Peter Davidson
Sing Him Victorious
Sometimes you realise that words you know by heart, even sing now and then, don’t quite make sense. The perfect example is the National Anthem. It’s the ‘send’ in the fourth line (‘Send him victorious’) that always strikes me as odd. I have a recollection of raising an objection to it at my primary school, only to be told, patronisingly and erroneously, that ‘send’ was a subjunctive and that I’d understand when I was older. Various examples have been offered of early modern uses of ‘God send him well’ and the like, but they’re not at all convincing in the context of a text which appears to have taken the form we know in the mid-18th century.

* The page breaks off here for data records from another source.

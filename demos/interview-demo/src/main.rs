//! VISAGE Interview Demo
//!
//! Plays one interview turn on a simulated 60 Hz display:
//! - Listening: idle sway and blinks
//! - Question read by text-to-speech: procedural lip sync
//! - Recorded answer played back: analyser-driven lip sync
//!
//! Usage: interview-demo [seed] [seconds] [config.json]

use std::error::Error;

use visage_core::{EYE_BLINK_LEFT, MOUTH_OPEN, MOUTH_SMILE};
use visage_runtime::{init_tracing, AvatarConfig, AvatarHost, LogFormat, SpeechEvent};
use visage_test::{rig, SyntheticVoice};
use visage_time::ManualScheduler;
use visage_voice::{spectrum_channel, SpectrumAnalyser};

const REFRESH_HZ: u32 = 60;
const SAMPLE_RATE: u32 = 16_000;

#[derive(Debug, Clone, Copy, PartialEq, Eq)]
enum Phase {
    Listening,
    Question,
    Answer,
}

fn main() -> Result<(), Box<dyn Error>> {
    init_tracing("info", LogFormat::Pretty)?;

    let mut args = std::env::args().skip(1);
    let seed: u64 = args.next().map(|s| s.parse()).transpose()?.unwrap_or(42);
    let seconds: f32 = args.next().map(|s| s.parse()).transpose()?.unwrap_or(9.0);
    let config = match args.next() {
        Some(path) => AvatarConfig::from_json(&std::fs::read_to_string(path)?)?,
        None => AvatarConfig::default(),
    }
    .with_seed(seed);

    println!("=== VISAGE Interview Demo ===");
    println!("seed {seed}, {seconds:.1}s at {REFRESH_HZ} Hz\n");

    let mut analyser = SpectrumAnalyser::new(config.analyser.clone())?;
    let mut host = AvatarHost::mount(rig::full_face(), config, ManualScheduler::new())?;
    let mut voice = SyntheticVoice::new(SAMPLE_RATE, seed);

    let dt = 1.0 / REFRESH_HZ as f32;
    let samples_per_frame = (SAMPLE_RATE / REFRESH_HZ) as usize;
    let frames = (seconds * REFRESH_HZ as f32) as u32;
    let third = frames / 3;

    let mut phase = Phase::Listening;
    let mut feed = None;
    let mut bins = Vec::new();

    println!("  time  phase       mouthOpen  smile  blink");
    for frame in 0..frames {
        let next = match frame {
            f if f < third => Phase::Listening,
            f if f < 2 * third => Phase::Question,
            _ => Phase::Answer,
        };
        if next != phase {
            match next {
                Phase::Question => host.speech_event(SpeechEvent::Started),
                Phase::Answer => {
                    host.speech_event(SpeechEvent::Ended);
                    let (audio, tap) = spectrum_channel();
                    host.attach_analyser(Box::new(tap));
                    host.speech_event(SpeechEvent::Started);
                    feed = Some(audio);
                }
                Phase::Listening => {}
            }
            phase = next;
        }

        if let Some(feed) = &feed {
            analyser.push_samples(&voice.next_chunk(samples_per_frame));
            analyser.byte_frequency_data(&mut bins);
            feed.publish(&bins);
        }

        host.step(dt);

        if frame % (REFRESH_HZ / 4) == 0 {
            let registry = host.registry();
            let weight = |channel: &str| registry.values(channel).first().copied().unwrap_or(0.0);
            println!(
                "{:6.2}  {:<10}  {:<9}  {:.2}   {:.2}",
                frame as f32 * dt,
                format!("{phase:?}"),
                bar(weight(MOUTH_OPEN)),
                weight(MOUTH_SMILE),
                weight(EYE_BLINK_LEFT),
            );
        }
    }

    host.speech_event(SpeechEvent::Ended);
    drop(feed);
    host.step(dt);
    host.unmount();

    let stats = host.compositor().stats();
    println!("\nticks: {}", stats.ticks);
    println!("blinks: {}", stats.blinks);
    println!("expression switches: {}", stats.expression_switches);
    println!("speech sessions: {}", stats.speech_sessions);
    println!("analyser sessions: {}", stats.analyser_sessions);
    tracing::info!(frames, "demo finished");
    Ok(())
}

/// Nine-cell bar for a weight in [0, 1]
fn bar(weight: f32) -> String {
    let filled = (weight.clamp(0.0, 1.0) * 9.0).round() as usize;
    format!("{}{}", "#".repeat(filled), ".".repeat(9 - filled))
}
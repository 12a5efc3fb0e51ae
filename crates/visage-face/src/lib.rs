//! VISAGE Face - The non-speech half of the avatar
//!
//! Everything here runs every frame regardless of audio:
//! - Expression bank: named poses over a subset of channels
//! - Expression cycle: picks and blends toward an expression while speaking
//! - Blink controller: periodic blinks plus occasional extra ones
//! - Idle motion: breathing bob and head sway on the root transform
//!
//! Each system owns a disjoint set of channels, so their order inside a tick
//! does not matter.

pub mod blink;
pub mod cycle;
pub mod expression;
pub mod idle;

pub use blink::*;
pub use cycle::*;
pub use expression::*;
pub use idle::*;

The first recorded London performance of the Hanoverian loyalist version with which we’re familiar took place at Drury Lane Theatre on 28 September 1745, after the forces of Charles Edward Stuart (the ‘Young Pretender’) had defeated George II’s army at Prestonpans and were moving south towards London. Although George II had fought on the continent two years earlier, he remained far from the action during the Jacobite rising, so the theatre audience cannot have been wishing him godspeed as he led his troops into battle.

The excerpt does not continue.